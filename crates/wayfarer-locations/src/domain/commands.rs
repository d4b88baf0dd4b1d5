//! Commands for the Locations context.

use uuid::Uuid;
use wayfarer_core::command::Command;

/// Command to add a location to the world.
#[derive(Debug, Clone)]
pub struct CreateLocation {
    /// The correlation ID for tracing.
    pub correlation_id: Uuid,
    /// Unique location name.
    pub name: String,
    /// Origin x coordinate.
    pub x: i32,
    /// Origin y coordinate.
    pub y: i32,
}

impl Command for CreateLocation {
    fn command_type(&self) -> &'static str {
        "locations.create_location"
    }

    fn correlation_id(&self) -> Uuid {
        self.correlation_id
    }

    fn subject(&self) -> &str {
        &self.name
    }
}

/// Command to rename and/or re-anchor a location.
#[derive(Debug, Clone)]
pub struct UpdateLocation {
    /// The correlation ID for tracing.
    pub correlation_id: Uuid,
    /// The location's current name.
    pub current_name: String,
    /// The name after the update; equal to `current_name` to keep it.
    pub name: String,
    /// New origin x coordinate.
    pub x: i32,
    /// New origin y coordinate.
    pub y: i32,
}

impl Command for UpdateLocation {
    fn command_type(&self) -> &'static str {
        "locations.update_location"
    }

    fn correlation_id(&self) -> Uuid {
        self.correlation_id
    }

    fn subject(&self) -> &str {
        &self.current_name
    }
}

/// Command to remove a location, evicting everyone in it.
#[derive(Debug, Clone)]
pub struct DeleteLocation {
    /// The correlation ID for tracing.
    pub correlation_id: Uuid,
    /// The location to delete.
    pub name: String,
}

impl Command for DeleteLocation {
    fn command_type(&self) -> &'static str {
        "locations.delete_location"
    }

    fn correlation_id(&self) -> Uuid {
        self.correlation_id
    }

    fn subject(&self) -> &str {
        &self.name
    }
}
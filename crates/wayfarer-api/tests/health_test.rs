//! Integration tests for the health endpoint.

mod common;

use axum::http::StatusCode;
use sqlx::PgPool;
use wayfarer_test_support::StoreOp;

#[sqlx::test(migrations = "../../migrations")]
async fn test_health_returns_200_with_status_ok(pool: PgPool) {
    let (app, _) = common::build_test_app(pool);

    let (status, json) = common::get_json(&app, "/health").await;

    assert_eq!(status, StatusCode::OK);
    assert_eq!(json["status"], "ok");
    assert_eq!(json["durable"], "up");
    assert_eq!(json["ephemeral"], "up");
    assert!(json["version"].is_string());
}

#[sqlx::test(migrations = "../../migrations")]
async fn test_health_reports_degraded_when_ephemeral_store_fails(pool: PgPool) {
    let (app, store) = common::build_test_app(pool);
    store.fail_next(StoreOp::Exists);

    let (status, json) = common::get_json(&app, "/health").await;

    assert_eq!(status, StatusCode::SERVICE_UNAVAILABLE);
    assert_eq!(json["status"], "degraded");
    assert_eq!(json["durable"], "up");
    assert_eq!(json["ephemeral"], "down");
}

#[sqlx::test(migrations = "../../migrations")]
async fn test_unknown_route_returns_404(pool: PgPool) {
    let (app, _) = common::build_test_app(pool);

    let request = axum::http::Request::builder()
        .method("GET")
        .uri("/api/v1/nonexistent")
        .body(axum::body::Body::empty())
        .unwrap();

    let response = tower::ServiceExt::oneshot(app, request).await.unwrap();
    assert_eq!(response.status(), StatusCode::NOT_FOUND);
}
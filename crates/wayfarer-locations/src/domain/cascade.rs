//! Outcome of a membership cascade.

use serde::Serialize;
use wayfarer_core::model::LocationRecord;

/// What a rename or delete cascade did to a location's members.
///
/// Cascades are best effort. A member token that cannot be decoded is
/// logged and counted in `skipped`; the rest of the set is still processed.
/// A non-zero `skipped` means some player may still hold a position naming
/// the old location.
#[derive(Debug, Clone, Copy, Default, PartialEq, Eq, Serialize)]
pub struct CascadeReport {
    /// Members whose position was re-pointed (rename) or removed (delete).
    pub applied: usize,
    /// Members whose token could not be decoded.
    pub skipped: usize,
    /// Members whose live position no longer named the location, either
    /// expired or elsewhere. Their positions were left untouched.
    pub stale: usize,
}

/// Result of `UpdateLocation`.
#[derive(Debug, Clone, PartialEq, Eq, Serialize)]
pub struct LocationUpdate {
    /// The row after the update.
    pub location: LocationRecord,
    /// How the members were carried over.
    pub cascade: CascadeReport,
}
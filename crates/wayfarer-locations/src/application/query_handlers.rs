//! Query handlers for the Locations context.

use tracing::{debug, info};
use wayfarer_core::ephemeral::{EphemeralStore, PositionLedger};
use wayfarer_core::error::DomainError;
use wayfarer_core::lock::{IdentityLocks, LockKey};
use wayfarer_core::model::LocationRecord;
use wayfarer_core::position::PlayerPosition;
use wayfarer_core::repository::LocationRepository;

/// Retrieves a location by name.
///
/// # Errors
///
/// Returns `DomainError::NotFound` if no location has that name.
pub async fn get_location(
    name: &str,
    locations: &dyn LocationRepository,
) -> Result<LocationRecord, DomainError> {
    locations
        .find_location(name)
        .await?
        .ok_or_else(|| DomainError::location_not_found(name))
}

/// Lists every location, ordered by name.
///
/// # Errors
///
/// Returns the store's error.
pub async fn list_locations(
    locations: &dyn LocationRepository,
) -> Result<Vec<LocationRecord>, DomainError> {
    locations.list_locations().await
}

/// Lists the players currently in a location with their positions, ordered
/// by username.
///
/// Membership entries have no expiry of their own. An entry whose player no
/// longer holds that exact position (the position expired, or a partial
/// write left it behind) is removed from the set instead of being listed.
/// The location lock is held throughout so no travel or cascade interleaves
/// with the sweep.
///
/// # Errors
///
/// Returns `DomainError::NotFound` for an unknown location,
/// `DomainError::Conflict` if the location stays locked past the wait, and
/// `DomainError::Internal` if a membership entry or a member's position
/// cannot be decoded.
pub async fn list_players_in_location(
    name: &str,
    locations: &dyn LocationRepository,
    store: &dyn EphemeralStore,
    locks: &IdentityLocks,
) -> Result<Vec<PlayerPosition>, DomainError> {
    let _guard = locks.acquire([LockKey::location(name)]).await?;

    if locations.count_locations(name).await? == 0 {
        return Err(DomainError::location_not_found(name));
    }

    let ledger = PositionLedger::new(store);
    let entries = ledger
        .members(name)
        .await?
        .iter()
        .map(|token| PlayerPosition::decode(token))
        .collect::<Result<Vec<_>, _>>()?;

    let mut members = Vec::with_capacity(entries.len());
    let mut pruned = 0_usize;
    for entry in entries {
        if ledger.position_of(&entry.username).await?.as_ref() == Some(&entry.position) {
            members.push(entry);
        } else {
            ledger.leave(&entry).await?;
            pruned += 1;
        }
    }
    members.sort_by(|a, b| a.username.cmp(&b.username));

    if pruned > 0 {
        info!(location = name, pruned, "pruned stale membership entries");
    }
    debug!(location = name, count = members.len(), "listed members");
    Ok(members)
}
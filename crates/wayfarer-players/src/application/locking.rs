//! Locking a player together with the location they stand in.

use tracing::debug;
use wayfarer_core::ephemeral::PositionLedger;
use wayfarer_core::error::DomainError;
use wayfarer_core::lock::{IdentityGuard, IdentityLocks, LockKey};
use wayfarer_core::position::Position;

const ATTEMPTS: usize = 3;

/// Locks `username`, their current location and `extra`, then returns the
/// position as read under the locks.
///
/// The location to lock is only known after reading the position, and it
/// can change between that read and the acquisition. The position is read
/// again once the locks are held; if it names a different location the
/// locks are released and the sequence repeats.
pub(crate) async fn lock_player_in_place<'l>(
    locks: &'l IdentityLocks,
    ledger: &PositionLedger<'_>,
    username: &str,
    extra: Option<LockKey>,
) -> Result<(IdentityGuard<'l>, Option<Position>), DomainError> {
    let mut observed = ledger.position_of(username).await?;

    for attempt in 1..=ATTEMPTS {
        let mut keys = vec![LockKey::player(username)];
        keys.extend(extra.clone());
        if let Some(position) = &observed {
            keys.push(LockKey::location(position.location.clone()));
        }

        let guard = locks.acquire(keys).await?;
        let current = ledger.position_of(username).await?;

        let before = observed.as_ref().map(|p| p.location.as_str());
        let after = current.as_ref().map(|p| p.location.as_str());
        if before == after {
            return Ok((guard, current));
        }

        debug!(username, attempt, ?before, ?after, "location changed while locking");
        drop(guard);
        observed = current;
    }

    Err(DomainError::Conflict(format!(
        "location of player {username:?} kept changing"
    )))
}
//! Routes for the Players bounded context.

use axum::extract::{Path, State};
use axum::http::StatusCode;
use axum::routing::{get, post};
use axum::{Json, Router};
use serde::Deserialize;
use tracing::instrument;
use uuid::Uuid;

use wayfarer_core::position::Position;
use wayfarer_players::application::{command_handlers, query_handlers};
use wayfarer_players::domain::commands;
use wayfarer_players::domain::credentials::AuthToken;
use wayfarer_players::domain::player::PlayerView;

use crate::error::ApiError;
use crate::state::AppState;

/// Request body for POST /players and POST /login.
#[derive(Debug, Deserialize)]
pub struct CredentialsRequest {
    /// The player's username.
    pub username: String,
    /// The cleartext password.
    pub password: String,
}

/// Request body for PATCH /players/{username}. Absent fields are unchanged.
#[derive(Debug, Deserialize)]
pub struct UpdatePlayerRequest {
    /// New username.
    pub username: Option<String>,
    /// New password.
    pub password: Option<String>,
}

/// Request body for POST /players/{username}/travel.
#[derive(Debug, Deserialize)]
pub struct TravelRequest {
    /// Name of the location to travel to.
    pub destination: String,
}

/// Request body for POST /players/{username}/move.
#[derive(Debug, Deserialize)]
pub struct MoveRequest {
    /// New x coordinate.
    pub x: i32,
    /// New y coordinate.
    pub y: i32,
}

/// POST /players
#[instrument(skip(state, request), fields(username = %request.username))]
async fn create_player(
    State(state): State<AppState>,
    Json(request): Json<CredentialsRequest>,
) -> Result<(StatusCode, Json<PlayerView>), ApiError> {
    let command = commands::CreatePlayer {
        correlation_id: Uuid::new_v4(),
        username: request.username,
        password: request.password,
    };

    super::log_command(&command);

    let view = command_handlers::handle_create_player(
        &command,
        state.clock.as_ref(),
        &*state.players,
        &state.locks,
    )
    .await?;

    Ok((StatusCode::CREATED, Json(view)))
}

/// POST /login
#[instrument(skip(state, request), fields(username = %request.username))]
async fn login(
    State(state): State<AppState>,
    Json(request): Json<CredentialsRequest>,
) -> Result<Json<AuthToken>, ApiError> {
    let command = commands::AuthPlayer {
        correlation_id: Uuid::new_v4(),
        username: request.username,
        password: request.password,
    };

    super::log_command(&command);

    let token = command_handlers::handle_auth_player(
        &command,
        state.clock.as_ref(),
        &*state.players,
        &state.auth,
    )
    .await?;

    Ok(Json(token))
}

/// GET /players
#[instrument(skip(state))]
async fn list_players(State(state): State<AppState>) -> Result<Json<Vec<PlayerView>>, ApiError> {
    let views = query_handlers::list_players(&*state.players, &*state.store).await?;
    Ok(Json(views))
}

/// GET /players/{username}
#[instrument(skip(state))]
async fn get_player(
    State(state): State<AppState>,
    Path(username): Path<String>,
) -> Result<Json<PlayerView>, ApiError> {
    let view = query_handlers::get_player(&username, &*state.players, &*state.store).await?;
    Ok(Json(view))
}

/// PATCH /players/{username}
#[instrument(skip(state, request))]
async fn update_player(
    State(state): State<AppState>,
    Path(username): Path<String>,
    Json(request): Json<UpdatePlayerRequest>,
) -> Result<Json<PlayerView>, ApiError> {
    let command = commands::UpdatePlayer {
        correlation_id: Uuid::new_v4(),
        username,
        new_username: request.username,
        password: request.password,
    };

    super::log_command(&command);

    let view = command_handlers::handle_update_player(
        &command,
        state.clock.as_ref(),
        &*state.players,
        &*state.store,
        &state.locks,
    )
    .await?;

    Ok(Json(view))
}

/// DELETE /players/{username}
#[instrument(skip(state))]
async fn delete_player(
    State(state): State<AppState>,
    Path(username): Path<String>,
) -> Result<StatusCode, ApiError> {
    let command = commands::DeletePlayer {
        correlation_id: Uuid::new_v4(),
        username,
    };

    super::log_command(&command);

    command_handlers::handle_delete_player(&command, &*state.players, &*state.store, &state.locks)
        .await?;

    Ok(StatusCode::NO_CONTENT)
}

/// POST /players/{username}/travel
#[instrument(skip(state, request), fields(destination = %request.destination))]
async fn travel(
    State(state): State<AppState>,
    Path(username): Path<String>,
    Json(request): Json<TravelRequest>,
) -> Result<Json<Position>, ApiError> {
    let command = commands::Travel {
        correlation_id: Uuid::new_v4(),
        username,
        destination: request.destination,
    };

    super::log_command(&command);

    let position = command_handlers::handle_travel(
        &command,
        &*state.players,
        &*state.locations,
        &*state.store,
        &state.locks,
    )
    .await?;

    Ok(Json(position))
}

/// POST /players/{username}/move
#[instrument(skip(state, request), fields(x = request.x, y = request.y))]
async fn move_player(
    State(state): State<AppState>,
    Path(username): Path<String>,
    Json(request): Json<MoveRequest>,
) -> Result<StatusCode, ApiError> {
    let command = commands::Move {
        correlation_id: Uuid::new_v4(),
        username,
        x: request.x,
        y: request.y,
    };

    super::log_command(&command);

    command_handlers::handle_move(&command, &*state.store, &state.locks).await?;

    Ok(StatusCode::NO_CONTENT)
}

/// Returns the router for the players context.
pub fn router() -> Router<AppState> {
    Router::new()
        .route("/players", post(create_player).get(list_players))
        .route(
            "/players/{username}",
            get(get_player).patch(update_player).delete(delete_player),
        )
        .route("/players/{username}/travel", post(travel))
        .route("/players/{username}/move", post(move_player))
        .route("/login", post(login))
}
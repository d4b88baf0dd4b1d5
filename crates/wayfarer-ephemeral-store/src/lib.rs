//! Wayfarer: ephemeral store.
//!
//! Redis implementation of [`EphemeralStore`](wayfarer_core::ephemeral::EphemeralStore).

pub mod redis_ephemeral_store;
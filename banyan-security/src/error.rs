// Policy errors

use crate::parser::PolicyIssue;
use thiserror::Error;

#[derive(Debug, Clone, PartialEq, Eq, Error)]
pub enum PolicyError {
    #[error("empty policy")]
    Empty,

    #[error("invalid policy: {}", join_issues(.0))]
    Invalid(Vec<PolicyIssue>),
}

fn join_issues(issues: &[PolicyIssue]) -> String {
    issues
        .iter()
        .map(PolicyIssue::to_string)
        .collect::<Vec<_>>()
        .join(", ")
}
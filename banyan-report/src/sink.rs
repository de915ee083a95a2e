//! Forwarding sinks for accepted violations.

use crate::error::{ReportError, ReportResult};
use async_trait::async_trait;
use banyan_core::RuntimeMode;
use banyan_security::CspViolation;
use banyan_security::violation_report::REPORT_KEY;
use chrono::{DateTime, SecondsFormat, Utc};
use serde_json::{Value, json};
use std::time::Duration;

/// A violation accepted by the endpoint, ready to be forwarded.
///
/// `report` is the document exactly as the browser sent it; `violation` is
/// the projection used for logging.
#[derive(Debug, Clone, PartialEq)]
pub struct ForwardedViolation {
    pub environment: RuntimeMode,
    pub received_at: DateTime<Utc>,
    pub violation: CspViolation,
    pub report: Value,
}

impl ForwardedViolation {
    /// Wrap a received report. Returns `None` when the report is malformed.
    pub fn from_report(environment: RuntimeMode, report: Value) -> Option<Self> {
        let violation = CspViolation::from_report(&report)?;

        Some(Self {
            environment,
            received_at: Utc::now(),
            violation,
            report,
        })
    }

    /// The body under the `csp-report` key.
    pub fn report_body(&self) -> &Value {
        &self.report[REPORT_KEY]
    }

    /// `received_at` as RFC 3339 with millisecond precision and a `Z` suffix.
    pub fn timestamp(&self) -> String {
        self.received_at.to_rfc3339_opts(SecondsFormat::Millis, true)
    }
}

/// Destination for forwarded violations.
#[async_trait]
pub trait ViolationSink: Send + Sync {
    /// Short name used in logs and errors
    fn name(&self) -> &'static str;

    /// Deliver one violation
    async fn send(&self, violation: &ForwardedViolation) -> ReportResult<()>;
}

/// Posts violations as JSON to an external log collector.
///
/// Authenticates with `Authorization: Bearer <token>` when a token is set.
pub struct HttpLogSink {
    client: reqwest::Client,
    endpoint: String,
    token: Option<String>,
}

impl HttpLogSink {
    pub fn new(
        endpoint: impl Into<String>,
        token: Option<String>,
        timeout: Duration,
    ) -> ReportResult<Self> {
        let client = reqwest::Client::builder().timeout(timeout).build()?;

        Ok(Self {
            client,
            endpoint: endpoint.into(),
            token,
        })
    }

    pub fn endpoint(&self) -> &str {
        &self.endpoint
    }

    fn payload(violation: &ForwardedViolation) -> serde_json::Value {
        json!({
            "type": "csp-violation",
            "environment": violation.environment.as_str(),
            "timestamp": violation.timestamp(),
            "report": violation.report_body(),
        })
    }
}

#[async_trait]
impl ViolationSink for HttpLogSink {
    fn name(&self) -> &'static str {
        "logging-endpoint"
    }

    async fn send(&self, violation: &ForwardedViolation) -> ReportResult<()> {
        let mut request = self
            .client
            .post(&self.endpoint)
            .json(&Self::payload(violation));

        if let Some(ref token) = self.token {
            request = request.bearer_auth(token);
        }

        let response = request.send().await?;
        let status = response.status();

        if status.is_success() {
            Ok(())
        } else {
            Err(ReportError::Status {
                sink: self.name(),
                status: status.as_u16(),
            })
        }
    }
}
//! Logging setup for banyan-shield.
//!
//! Library code logs through `tracing` macros with structured fields. Binaries
//! call [`LogConfig::init`] once at startup to install a subscriber.
//!
//! # Environment Variables
//!
//! - `BANYAN_LOG_LEVEL=trace|debug|info|warn|error` - minimum level (default `info`)
//! - `BANYAN_LOG_FORMAT=json|pretty|compact` - output format (default `json`)
//! - `RUST_LOG` - full `EnvFilter` directives, overrides the level when set
//!
//! ```no_run
//! use banyan_core::logging::LogConfig;
//!
//! LogConfig::from_env().init();
//! tracing::info!(port = 3000, "Server starting");
//! ```

use std::env;
use tracing_subscriber::prelude::*;
use tracing_subscriber::{EnvFilter, fmt};

/// Log level names accepted in `BANYAN_LOG_LEVEL`.
#[derive(Debug, Clone, Copy, PartialEq, Eq, PartialOrd, Ord)]
pub enum LogLevel {
    Trace,
    Debug,
    Info,
    Warn,
    Error,
}

impl LogLevel {
    pub fn parse(s: &str) -> Option<Self> {
        match s.trim().to_lowercase().as_str() {
            "trace" => Some(LogLevel::Trace),
            "debug" => Some(LogLevel::Debug),
            "info" => Some(LogLevel::Info),
            "warn" | "warning" => Some(LogLevel::Warn),
            "error" => Some(LogLevel::Error),
            _ => None,
        }
    }

    pub fn as_str(&self) -> &'static str {
        match self {
            LogLevel::Trace => "trace",
            LogLevel::Debug => "debug",
            LogLevel::Info => "info",
            LogLevel::Warn => "warn",
            LogLevel::Error => "error",
        }
    }
}

/// Output format for log lines.
#[derive(Debug, Clone, Copy, PartialEq, Eq)]
pub enum LogFormat {
    /// One JSON object per line
    Json,
    /// Multi-line human readable output
    Pretty,
    /// Single-line human readable output
    Compact,
}

impl LogFormat {
    pub fn parse(s: &str) -> Option<Self> {
        match s.trim().to_lowercase().as_str() {
            "json" => Some(LogFormat::Json),
            "pretty" => Some(LogFormat::Pretty),
            "compact" => Some(LogFormat::Compact),
            _ => None,
        }
    }
}

/// Logging configuration.
#[derive(Debug, Clone)]
pub struct LogConfig {
    pub level: LogLevel,
    pub format: LogFormat,
    /// Raw `RUST_LOG` directives, if any
    pub filter: Option<String>,
}

impl Default for LogConfig {
    fn default() -> Self {
        Self {
            level: LogLevel::Info,
            format: LogFormat::Json,
            filter: None,
        }
    }
}

impl LogConfig {
    /// Create config from the process environment.
    pub fn from_env() -> Self {
        Self::from_lookup(|key| env::var(key).ok())
    }

    /// Create config from an arbitrary variable lookup.
    pub fn from_lookup<F>(lookup: F) -> Self
    where
        F: Fn(&str) -> Option<String>,
    {
        let defaults = Self::default();

        Self {
            level: lookup("BANYAN_LOG_LEVEL")
                .and_then(|s| LogLevel::parse(&s))
                .unwrap_or(defaults.level),
            format: lookup("BANYAN_LOG_FORMAT")
                .and_then(|s| LogFormat::parse(&s))
                .unwrap_or(defaults.format),
            filter: lookup("RUST_LOG").filter(|s| !s.trim().is_empty()),
        }
    }

    pub fn level(mut self, level: LogLevel) -> Self {
        self.level = level;
        self
    }

    pub fn format(mut self, format: LogFormat) -> Self {
        self.format = format;
        self
    }

    fn env_filter(&self) -> EnvFilter {
        self.filter
            .as_deref()
            .and_then(|directives| EnvFilter::try_new(directives).ok())
            .unwrap_or_else(|| EnvFilter::new(self.level.as_str()))
    }

    /// Install the global subscriber.
    ///
    /// Returns `false` if a subscriber was already installed.
    pub fn init(&self) -> bool {
        let registry = tracing_subscriber::registry().with(self.env_filter());

        let result = match self.format {
            LogFormat::Json => registry
                .with(fmt::layer().json().flatten_event(true))
                .try_init(),
            LogFormat::Pretty => registry.with(fmt::layer().pretty()).try_init(),
            LogFormat::Compact => registry.with(fmt::layer().compact()).try_init(),
        };

        result.is_ok()
    }
}

#[cfg(test)]
mod tests {
    use super::*;
    use std::collections::HashMap;

    fn lookup(vars: &[(&str, &str)]) -> impl Fn(&str) -> Option<String> {
        let map: HashMap<String, String> = vars
            .iter()
            .map(|(k, v)| (k.to_string(), v.to_string()))
            .collect();
        move |key| map.get(key).cloned()
    }

    #[test]
    fn test_level_parse() {
        assert_eq!(LogLevel::parse("debug"), Some(LogLevel::Debug));
        assert_eq!(LogLevel::parse("WARNING"), Some(LogLevel::Warn));
        assert_eq!(LogLevel::parse("loud"), None);
        assert!(LogLevel::Trace < LogLevel::Error);
    }

    #[test]
    fn test_defaults() {
        let config = LogConfig::from_lookup(lookup(&[]));
        assert_eq!(config.level, LogLevel::Info);
        assert_eq!(config.format, LogFormat::Json);
        assert!(config.filter.is_none());
    }

    #[test]
    fn test_from_lookup() {
        let config = LogConfig::from_lookup(lookup(&[
            ("BANYAN_LOG_LEVEL", "debug"),
            ("BANYAN_LOG_FORMAT", "compact"),
            ("RUST_LOG", "banyan_report=trace"),
        ]));

        assert_eq!(config.level, LogLevel::Debug);
        assert_eq!(config.format, LogFormat::Compact);
        assert_eq!(config.filter.as_deref(), Some("banyan_report=trace"));
    }

    #[test]
    fn test_unknown_values_fall_back() {
        let config = LogConfig::from_lookup(lookup(&[
            ("BANYAN_LOG_LEVEL", "verbose"),
            ("BANYAN_LOG_FORMAT", "xml"),
        ]));

        assert_eq!(config.level, LogLevel::Info);
        assert_eq!(config.format, LogFormat::Json);
    }

    #[test]
    fn test_init_twice() {
        let config = LogConfig::default().format(LogFormat::Compact);
        let _ = config.init();
        assert!(!config.init());
    }
}
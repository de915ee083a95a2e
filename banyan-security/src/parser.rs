//! Parsing and linting of policy strings.

use crate::directive::is_known_directive_name;
use std::collections::{HashMap, HashSet};
use std::fmt;

/// Parse a policy into `directive name -> values`.
///
/// Segments are split on `;` and trimmed; empty segments are skipped. Within a
/// segment the first token is the name and the rest are its values. A name
/// that appears twice keeps only its last occurrence.
pub fn parse_policy(policy: &str) -> HashMap<String, Vec<String>> {
    let mut directives = HashMap::new();

    for segment in segments(policy) {
        let mut tokens = segment.split_whitespace();
        if let Some(name) = tokens.next() {
            directives.insert(name.to_string(), tokens.map(str::to_string).collect());
        }
    }

    directives
}

fn segments(policy: &str) -> impl Iterator<Item = &str> {
    policy
        .split(';')
        .map(str::trim)
        .filter(|segment| !segment.is_empty())
}

/// Problem found by [`validate_policy`].
#[derive(Debug, Clone, PartialEq, Eq)]
pub enum PolicyIssue {
    /// The segment's name is not in the known directive set
    UnknownDirective(String),
    /// The name appears more than once; only the last occurrence takes effect
    DuplicateDirective(String),
}

impl fmt::Display for PolicyIssue {
    fn fmt(&self, f: &mut fmt::Formatter<'_>) -> fmt::Result {
        match self {
            PolicyIssue::UnknownDirective(name) => write!(f, "unknown directive '{}'", name),
            PolicyIssue::DuplicateDirective(name) => {
                write!(f, "directive '{}' is declared more than once", name)
            }
        }
    }
}

/// Lint an externally supplied policy string.
///
/// Issues are reported in segment order. An empty result means every
/// directive name is known and declared once.
pub fn validate_policy(policy: &str) -> Vec<PolicyIssue> {
    let mut issues = Vec::new();
    let mut seen = HashSet::new();

    for segment in segments(policy) {
        let name = segment.split_whitespace().next().unwrap_or(segment);

        if !is_known_directive_name(segment) {
            issues.push(PolicyIssue::UnknownDirective(name.to_string()));
        }
        if !seen.insert(name) {
            issues.push(PolicyIssue::DuplicateDirective(name.to_string()));
        }
    }

    issues
}

/// Whether [`validate_policy`] finds nothing to report.
pub fn is_valid_policy(policy: &str) -> bool {
    validate_policy(policy).is_empty()
}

WORK REQUEST:
Once you have found every line in the listing that holds the string "means", copy each of them.

SOLVED EXERCISE:
/// A non-zero `skipped` means some player may still hold a position naming
/// Issues are reported in segment order. An empty result means every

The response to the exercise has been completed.